Marsupial and monotreme cathelicidins display antimicrobial activity, including against methicillin-resistant Staphylococcus aureus

With the growing demand for new antibiotics to combat increasing multi-drug resistance, a family of antimicrobial peptides known as cathelicidins has emerged as potential candidates. Expansions in cathelicidin-encoding genes in marsupials and monotremes are of specific interest as the peptides they encode have evolved to protect immunologically naive young in the harsh conditions of the pouch and burrow. Our previous work demonstrated that some marsupial and monotreme cathelicidins have broad-spectrum antibacterial activity and kill resistant bacteria, but the activity of many cathelicidins is unknown. To investigate associations between peptide antimicrobial activity and physiochemical properties, we tested 15 cathelicidin mature peptides from tammar wallaby, grey short-tailed opossum, platypus and echidna for antimicrobial activity against a range of bacterial and fungal clinical isolates. One opossum cathelicidin ModoCath4, tammar wallaby MaeuCath7 and echidna Taac-CATH1 had broad-spectrum antibacterial activity and killed methicillin-resistant Staphylococcus aureus.
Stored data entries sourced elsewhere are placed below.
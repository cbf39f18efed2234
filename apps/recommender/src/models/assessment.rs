use std::collections::BTreeSet;

use serde::{Deserialize, Serialize};

use crate::models::test_type::TestType;

/// Catalog section a product was listed under.
#[derive(Debug, Clone, Copy, Default, PartialEq, Eq, Serialize, Deserialize)]
#[serde(rename_all = "snake_case")]
pub enum SolutionType {
    #[default]
    Individual,
    Prepackaged,
}

impl SolutionType {
    /// The `type=` query parameter the catalog uses for this section.
    pub fn catalog_param(self) -> u8 {
        match self {
            SolutionType::Individual => 1,
            SolutionType::Prepackaged => 2,
        }
    }
}

/// One catalog product as written by the crawler.
///
/// Immutable once written; a re-crawl replaces records wholesale by `id`.
#[derive(Debug, Clone, PartialEq, Serialize, Deserialize)]
pub struct AssessmentRecord {
    /// URL slug of the product page, stable across crawls.
    pub id: String,
    pub name: String,
    pub url: String,
    #[serde(default)]
    pub description: String,
    pub remote_testing: bool,
    pub adaptive_support: bool,
    /// Approximate completion time in minutes, when the catalog states one.
    #[serde(default)]
    pub duration: Option<u32>,
    /// Full test-type labels, e.g. "Knowledge & Skills".
    #[serde(default)]
    pub test_types: BTreeSet<String>,
    #[serde(default)]
    pub solution_type: SolutionType,
}

impl AssessmentRecord {
    pub fn canonical_test_types(&self) -> BTreeSet<TestType> {
        self.test_types
            .iter()
            .filter_map(|t| TestType::parse(t))
            .collect()
    }

    /// Text submitted to the embedding model. Must stay deterministic so re-indexing an
    /// unchanged catalog produces identical vectors.
    pub fn embedding_text(&self) -> String {
        let test_types: Vec<&str> = self.test_types.iter().map(String::as_str).collect();
        format!(
            "Name: {}\nDescription: {}\nTest Types: {}\nDuration: {}\nRemote Support: {}\nAdaptive Support: {}",
            self.name,
            self.description,
            test_types.join(", "),
            self.duration
                .map(|d| format!("{d} minutes"))
                .unwrap_or_else(|| "unknown".to_string()),
            yes_no(self.remote_testing),
            yes_no(self.adaptive_support),
        )
    }
}

fn yes_no(flag: bool) -> &'static str {
    if flag {
        "Yes"
    } else {
        "No"
    }
}

/// Derives a record id from a product URL: the last non-empty path segment.
pub fn slug_from_url(url: &str) -> Option<String> {
    let path = url.split(['?', '#']).next().unwrap_or_default();
    path.trim_end_matches('/')
        .rsplit('/')
        .next()
        .map(|s| s.trim().to_lowercase())
        .filter(|s| !s.is_empty() && !s.contains(':'))
}

#[cfg(test)]
mod tests {
    use super::*;

    fn record() -> AssessmentRecord {
        AssessmentRecord {
            id: "java-8-new".to_string(),
            name: "Java 8 (New)".to_string(),
            url: "https://www.shl.com/solutions/products/product-catalog/view/java-8-new/"
                .to_string(),
            description: "Multi-choice test of Java 8 knowledge.".to_string(),
            remote_testing: true,
            adaptive_support: false,
            duration: Some(18),
            test_types: BTreeSet::from(["Knowledge & Skills".to_string()]),
            solution_type: SolutionType::Individual,
        }
    }

    #[test]
    fn test_slug_from_url_trailing_slash() {
        assert_eq!(
            slug_from_url("https://www.shl.com/solutions/products/product-catalog/view/java-8-new/"),
            Some("java-8-new".to_string())
        );
    }

    #[test]
    fn test_slug_from_url_relative_with_query() {
        assert_eq!(
            slug_from_url("/products/product-catalog/view/OPQ32r/?utm=x"),
            Some("opq32r".to_string())
        );
        assert_eq!(slug_from_url("https://"), None);
    }

    #[test]
    fn test_embedding_text_is_deterministic_and_complete() {
        let r = record();
        let text = r.embedding_text();
        assert_eq!(text, r.clone().embedding_text());
        assert!(text.contains("Name: Java 8 (New)"));
        assert!(text.contains("Duration: 18 minutes"));
        assert!(text.contains("Remote Support: Yes"));
        assert!(text.contains("Adaptive Support: No"));
    }

    #[test]
    fn test_record_missing_optional_fields_deserializes() {
        let json = r#"{
            "id": "opq32r",
            "name": "OPQ32r",
            "url": "https://example.com/opq32r/",
            "remote_testing": true,
            "adaptive_support": true
        }"#;
        let parsed: AssessmentRecord = serde_json::from_str(json).unwrap();
        assert_eq!(parsed.duration, None);
        assert!(parsed.test_types.is_empty());
        assert_eq!(parsed.solution_type, SolutionType::Individual);
    }

    #[test]
    fn test_canonical_test_types_skips_unknown_labels() {
        let mut r = record();
        r.test_types.insert("Mystery".to_string());
        assert_eq!(
            r.canonical_test_types(),
            BTreeSet::from([TestType::KnowledgeSkills])
        );
    }
}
However, antimicrobial activity was reduced in the presence of serum or whole blood, and non-specific toxicity was observed at high concentrations. The active peptides were highly charged, potentially increasing binding to microbial surfaces, and contained amphipathic helical structures, which may facilitate membrane permeabilisation. Peptide sequence homology, net charge, amphipathicity and alpha helical content did not correlate with antimicrobial activity. However active peptides contained a significantly higher percentage of cationic residues than inactive ones, which may be used to predict active peptides in future work. Along with previous studies, our results indicate that marsupial and monotreme cathelicidins show potential for development as novel therapeutics to combat increasing antimicrobial resistance.